The Mimic (Dungeons & Dragons)—not biological, but spiritual kin (takes the form of an ordinary object—treasure chest, door, chair—then attacks when someone gets too close). Unlike nature’s mimics, this one doesn’t reproduce. It just eats you. (The final evolution of deception: not for sex, not for survival—just pure, predatory trickery.)
Boggart (Harry Potter)—takes the form of your deepest fear, a mimic that weaponizes perception itself (not to mate or feed, but to terrify).
(More than biology, now a war of words.)
I admit—I detest scientism, that glib overreach where science becomes not method but religion (lab coats as vestments, jargon as scripture). And I have no patience for the compulsive habit of lacing sentences with foreign words—when perfectly serviceable English ones exist. (Why say jouissance when you mean pleasure? Why murmur différance when difference will do?) It’s a tic, a flourish, a way to signal membership in the right intellectual cocktail party (Levi’s black turtleneck optional; references to Saussure mandatory).

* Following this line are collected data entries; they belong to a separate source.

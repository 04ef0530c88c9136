use axum::{
    async_trait,
    extract::FromRequestParts,
    http::{StatusCode, request::Parts},
};
use chrono::{Duration, Utc};
use jsonwebtoken::{
    Algorithm, DecodingKey, EncodingKey, Header, Validation, decode, encode,
};
use serde::{Deserialize, Serialize};

use crate::config::{config_loader, config_model::SessionAuth};

pub const TOKEN_ISSUER: &str = "voxgen-backend";

pub const ROLE_ADMIN: &str = "admin";
pub const ROLE_USER: &str = "user";

#[derive(Debug, Serialize, Deserialize)]
pub struct SessionClaims {
    /// The signed-in email; identity is the email, nothing else.
    pub sub: String,
    pub role: String,
    pub exp: usize,
    pub iat: usize,
    pub iss: String,
}

/// Resolved request identity, handed explicitly to every use case.
#[derive(Debug, Clone)]
pub struct SessionUser {
    pub email: String,
    pub role: String,
}

impl SessionUser {
    pub fn is_admin(&self) -> bool {
        self.role == ROLE_ADMIN
    }
}

#[derive(Debug)]
pub struct AuthError(anyhow::Error);

impl From<anyhow::Error> for AuthError {
    fn from(err: anyhow::Error) -> Self {
        AuthError(err)
    }
}

impl axum::response::IntoResponse for AuthError {
    fn into_response(self) -> axum::response::Response {
        (
            StatusCode::UNAUTHORIZED,
            format!("Unauthorized: {}", self.0),
        )
            .into_response()
    }
}

pub fn issue_session_token(
    email: &str,
    role: &str,
    session: &SessionAuth,
) -> anyhow::Result<String> {
    let ttl = i64::try_from(session.ttl_seconds)?;
    let now = Utc::now();
    let exp = now
        .checked_add_signed(Duration::seconds(ttl))
        .ok_or_else(|| anyhow::anyhow!("Failed to compute token expiration"))?;

    let claims = SessionClaims {
        sub: email.to_string(),
        role: role.to_string(),
        exp: exp.timestamp() as usize,
        iat: now.timestamp() as usize,
        iss: TOKEN_ISSUER.to_string(),
    };

    let token = encode(
        &Header::new(Algorithm::HS256),
        &claims,
        &EncodingKey::from_secret(session.jwt_secret.as_bytes()),
    )?;

    Ok(token)
}

pub fn validate_session_token(token: &str) -> Result<SessionClaims, AuthError> {
    let session = config_loader::get_session_auth()
        .map_err(|e| anyhow::anyhow!("Failed to load session config: {}", e))?;

    let decoding_key = DecodingKey::from_secret(session.jwt_secret.as_bytes());
    let mut validation = Validation::new(Algorithm::HS256);
    validation.set_issuer(&[TOKEN_ISSUER]);

    let token_data = decode::<SessionClaims>(token, &decoding_key, &validation)
        .map_err(|e| anyhow::anyhow!("Session token validation failed: {}", e))?;

    Ok(token_data.claims)
}

#[async_trait]
impl<S> FromRequestParts<S> for SessionUser
where
    S: Send + Sync,
{
    type Rejection = (StatusCode, String);

    async fn from_request_parts(parts: &mut Parts, _state: &S) -> Result<Self, Self::Rejection> {
        let auth_header = parts
            .headers
            .get(axum::http::header::AUTHORIZATION)
            .ok_or((
                StatusCode::UNAUTHORIZED,
                "Missing Authorization header".to_string(),
            ))?;

        let auth_str = auth_header.to_str().map_err(|_| {
            (
                StatusCode::UNAUTHORIZED,
                "Invalid Authorization header".to_string(),
            )
        })?;

        if !auth_str.starts_with("Bearer ") {
            return Err((
                StatusCode::UNAUTHORIZED,
                "Invalid Authorization header format".to_string(),
            ));
        }

        let token = &auth_str[7..];

        let claims = validate_session_token(token)
            .map_err(|e| (StatusCode::UNAUTHORIZED, e.0.to_string()))?;

        Ok(SessionUser {
            email: claims.sub,
            role: claims.role,
        })
    }
}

And yet—irresistible. (I indulge, I confess.) Because to write essays like these, soaked in biology, mimicry, the theater of delusion, it feels only fitting to serve postmodernism its own cocktail—shaken, not stirred, with a twist of its favorite affectations. A dose of their own medicine (bitter, perhaps, but familiar). If it comes off fatuous, offensive, or unrepentantly smarty-pants—well, I offer no apology, except that it’s done with a wink. (After all, they started it.)
Chapter for chapter.
incipendum or “the beginning” (in principio seemed a bit much)
videor, ergo sum or “I am seen, therefore I am” (as opposed to cogito, ergo sum, I think therefore I am)
scutum mimesis or “Shield of imitation” (or what a disguise)
subdolus fornicator or “sneaky fucker” (best phrase ever)
accessus liber or “Free access” (as opposed to substack subscription)
sagitta recta or “Straight as an arrow” (need I say more)
ludus incognitus or “Unknown game” (the hardest one to win)
tempus fugit or “Time flies” (coincidentally, like an arrow)
terra dubia or “Doubtful land” (as opposed to incognita)
apparentia inexorabilis or “Inevitable appearance” (party crasher)
ad finem or “to end” (not “the” end)



Bravo! Huzzah!! Excelsior!!! Seriously, Sufeitzy, yours should be required reading not just for those of us who see through the ruse and are disgusted by the ruse being accepted as reality, but for everyone. This should be high school level sociobiology. Absolutely enthralling.